[Materials provided — start]
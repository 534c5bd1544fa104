/// Error type for storage, bridge and clipboard failures
use thiserror::Error;
use wasm_bindgen::JsValue;

#[derive(Debug, Error)]
pub enum StashError {
    #[error("Storage error: {message}")]
    Storage { message: String },

    #[error("Serialization error: {message}")]
    Serialization { message: String },

    #[error("Extension API call failed: {message}")]
    Bridge { message: String },

    #[error("Clipboard unavailable: {message}")]
    Clipboard { message: String },
}

impl StashError {
    pub fn storage(message: impl Into<String>) -> Self {
        StashError::Storage {
            message: message.into(),
        }
    }

    pub fn serialization(message: impl Into<String>) -> Self {
        StashError::Serialization {
            message: message.into(),
        }
    }

    /// Wrap a rejected promise or thrown JS exception
    pub fn bridge(value: JsValue) -> Self {
        StashError::Bridge {
            message: describe_js(&value),
        }
    }

    pub fn clipboard(value: JsValue) -> Self {
        StashError::Clipboard {
            message: describe_js(&value),
        }
    }
}

impl From<serde_wasm_bindgen::Error> for StashError {
    fn from(e: serde_wasm_bindgen::Error) -> Self {
        StashError::serialization(e.to_string())
    }
}

impl From<serde_json::Error> for StashError {
    fn from(e: serde_json::Error) -> Self {
        StashError::serialization(e.to_string())
    }
}

fn describe_js(value: &JsValue) -> String {
    value.as_string().unwrap_or_else(|| format!("{:?}", value))
}

pub type Result<T> = std::result::Result<T, StashError>;
/// UI module exports
pub mod confirm_modal;
pub mod item_card;
pub mod side_panel;
pub mod toolbar;
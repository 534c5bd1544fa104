/// Side panel view-model
///
/// Owns the last item snapshot, the type filter, the text query, the
/// selection set, the pending delete and the transient status line. The
/// UI drives it exclusively through `PanelAction`s.
use crate::item::{SavedItem, TypeFilter};
use std::collections::HashSet;
use std::rc::Rc;
use yew::functional::Reducible;

/// A delete waiting on the confirmation modal
#[derive(Debug, Clone, PartialEq)]
pub enum PendingDelete {
    Single { id: String, content: String },
    Bulk { ids: Vec<String> },
}

impl PendingDelete {
    pub fn targets(&self) -> HashSet<String> {
        match self {
            PendingDelete::Single { id, .. } => [id.clone()].into_iter().collect(),
            PendingDelete::Bulk { ids } => ids.iter().cloned().collect(),
        }
    }
}

/// State of the select-all checkbox over the filtered view
#[derive(Debug, Clone, Copy, PartialEq, Eq)]
pub enum SelectAllState {
    /// Nothing is filtered in
    Disabled,
    None,
    Partial,
    All,
}

#[derive(Debug, Clone, PartialEq)]
pub enum PanelAction {
    /// A fresh copy of the stored list (initial load or change notification)
    Snapshot(Vec<SavedItem>),
    SetFilter(TypeFilter),
    SetQuery(String),
    ClearQuery,
    ToggleSelect(String),
    SelectAllToggle,
    RequestDelete(String),
    RequestBulkDelete,
    CancelDelete,
    /// The confirmed delete was written
    DeleteCommitted,
    ShowStatus(String),
    /// Clear the status line if it still shows this message
    ClearStatus(String),
}

#[derive(Debug, Clone, PartialEq, Default)]
pub struct PanelState {
    pub items: Vec<SavedItem>,
    pub loaded: bool,
    pub filter: TypeFilter,
    /// What the user typed, shown back in the input
    pub query_input: String,
    /// Trimmed, lower-cased query used for matching
    pub query: String,
    pub selected: HashSet<String>,
    pub pending_delete: Option<PendingDelete>,
    pub status: Option<String>,
}

impl PanelState {
    pub fn apply(&mut self, action: PanelAction) {
        match action {
            PanelAction::Snapshot(items) => self.refresh_snapshot(items),
            PanelAction::SetFilter(filter) => self.filter = filter,
            PanelAction::SetQuery(text) => self.set_query(text),
            PanelAction::ClearQuery => self.set_query(String::new()),
            PanelAction::ToggleSelect(id) => self.toggle_select(&id),
            PanelAction::SelectAllToggle => self.select_all_toggle(),
            PanelAction::RequestDelete(id) => self.request_delete(&id),
            PanelAction::RequestBulkDelete => self.request_bulk_delete(),
            PanelAction::CancelDelete | PanelAction::DeleteCommitted => self.pending_delete = None,
            PanelAction::ShowStatus(message) => {
                self.status = (!message.is_empty()).then_some(message);
            }
            PanelAction::ClearStatus(message) => {
                if self.status.as_deref() == Some(message.as_str()) {
                    self.status = None;
                }
            }
        }
    }

    /// Replace the snapshot and drop selections whose item is gone
    pub fn refresh_snapshot(&mut self, items: Vec<SavedItem>) {
        let present: HashSet<&str> = items.iter().map(|item| item.id.as_str()).collect();
        self.selected.retain(|id| present.contains(id.as_str()));
        if let Some(PendingDelete::Single { id, .. }) = &self.pending_delete {
            if !present.contains(id.as_str()) {
                self.pending_delete = None;
            }
        }
        self.items = items;
        self.loaded = true;
    }

    pub fn set_query(&mut self, text: String) {
        self.query = text.trim().to_lowercase();
        self.query_input = text;
    }

    pub fn filtered(&self) -> Vec<&SavedItem> {
        self.items
            .iter()
            .filter(|item| item.matches(self.filter, &self.query))
            .collect()
    }

    /// Flip membership of `id`; ids not in the snapshot are never added
    pub fn toggle_select(&mut self, id: &str) {
        if !self.selected.remove(id) && self.items.iter().any(|item| item.id == id) {
            self.selected.insert(id.to_string());
        }
    }

    /// Select every filtered item, or deselect them all if they already are
    pub fn select_all_toggle(&mut self) {
        let ids: Vec<String> = self.filtered().iter().map(|item| item.id.clone()).collect();
        if ids.is_empty() {
            return;
        }
        if ids.iter().all(|id| self.selected.contains(id)) {
            for id in &ids {
                self.selected.remove(id);
            }
        } else {
            self.selected.extend(ids);
        }
    }

    pub fn select_all_state(&self) -> SelectAllState {
        let filtered = self.filtered();
        if filtered.is_empty() {
            return SelectAllState::Disabled;
        }
        let count = filtered
            .iter()
            .filter(|item| self.selected.contains(&item.id))
            .count();
        match count {
            0 => SelectAllState::None,
            n if n == filtered.len() => SelectAllState::All,
            _ => SelectAllState::Partial,
        }
    }

    /// Selected items in list order
    pub fn selected_items(&self) -> Vec<&SavedItem> {
        self.items
            .iter()
            .filter(|item| self.selected.contains(&item.id))
            .collect()
    }

    pub fn request_delete(&mut self, id: &str) {
        if let Some(item) = self.items.iter().find(|item| item.id == id) {
            self.pending_delete = Some(PendingDelete::Single {
                id: item.id.clone(),
                content: item.content.clone(),
            });
        }
    }

    pub fn request_bulk_delete(&mut self) {
        let ids: Vec<String> = self.selected_items().iter().map(|item| item.id.clone()).collect();
        if !ids.is_empty() {
            self.pending_delete = Some(PendingDelete::Bulk { ids });
        }
    }

    /// Ids the confirm button should delete
    pub fn delete_targets(&self) -> Option<HashSet<String>> {
        self.pending_delete.as_ref().map(PendingDelete::targets)
    }

    /// Copy value of one item; `None` if it is gone or has nothing to copy
    pub fn item_copy_text(&self, id: &str) -> Option<String> {
        self.items
            .iter()
            .find(|item| item.id == id)
            .map(SavedItem::copy_value)
            .filter(|value| !value.is_empty())
            .map(str::to_string)
    }

    /// Newline-joined copy values of the selection, with the item count
    pub fn selected_copy_text(&self) -> Option<(String, usize)> {
        join_copy_values(&self.selected_items())
    }

    /// Newline-joined copy values of the filtered view, with the item count
    pub fn filtered_copy_text(&self) -> Option<(String, usize)> {
        join_copy_values(&self.filtered())
    }
}

fn join_copy_values(items: &[&SavedItem]) -> Option<(String, usize)> {
    if items.is_empty() {
        return None;
    }
    let text = items
        .iter()
        .map(|item| item.copy_value())
        .filter(|value| !value.is_empty())
        .collect::<Vec<_>>()
        .join("\n");
    Some((text, items.len()))
}

impl Reducible for PanelState {
    type Action = PanelAction;

    fn reduce(self: Rc<Self>, action: Self::Action) -> Rc<Self> {
        let mut next = (*self).clone();
        next.apply(action);
        Rc::new(next)
    }
}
[Materials provided — finish]
The task.
Your answer should be the lines from the one containing "let ids: Vec<String> = self.selected_items().iter().map(|item|" through the end of the records, both included, output exactly and with nothing added.

Answer box.
        let ids: Vec<String> = self.selected_items().iter().map(|item| item.id.clone()).collect();
        if !ids.is_empty() {
            self.pending_delete = Some(PendingDelete::Bulk { ids });
        }
    }

    /// Ids the confirm button should delete
    pub fn delete_targets(&self) -> Option<HashSet<String>> {
        self.pending_delete.as_ref().map(PendingDelete::targets)
    }

    /// Copy value of one item; `None` if it is gone or has nothing to copy
    pub fn item_copy_text(&self, id: &str) -> Option<String> {
        self.items
            .iter()
            .find(|item| item.id == id)
            .map(SavedItem::copy_value)
            .filter(|value| !value.is_empty())
            .map(str::to_string)
    }

    /// Newline-joined copy values of the selection, with the item count
    pub fn selected_copy_text(&self) -> Option<(String, usize)> {
        join_copy_values(&self.selected_items())
    }

    /// Newline-joined copy values of the filtered view, with the item count
    pub fn filtered_copy_text(&self) -> Option<(String, usize)> {
        join_copy_values(&self.filtered())
    }
}

fn join_copy_values(items: &[&SavedItem]) -> Option<(String, usize)> {
    if items.is_empty() {
        return None;
    }
    let text = items
        .iter()
        .map(|item| item.copy_value())
        .filter(|value| !value.is_empty())
        .collect::<Vec<_>>()
        .join("\n");
    Some((text, items.len()))
}

impl Reducible for PanelState {
    type Action = PanelAction;

    fn reduce(self: Rc<Self>, action: Self::Action) -> Rc<Self> {
        let mut next = (*self).clone();
        next.apply(action);
        Rc::new(next)
    }
}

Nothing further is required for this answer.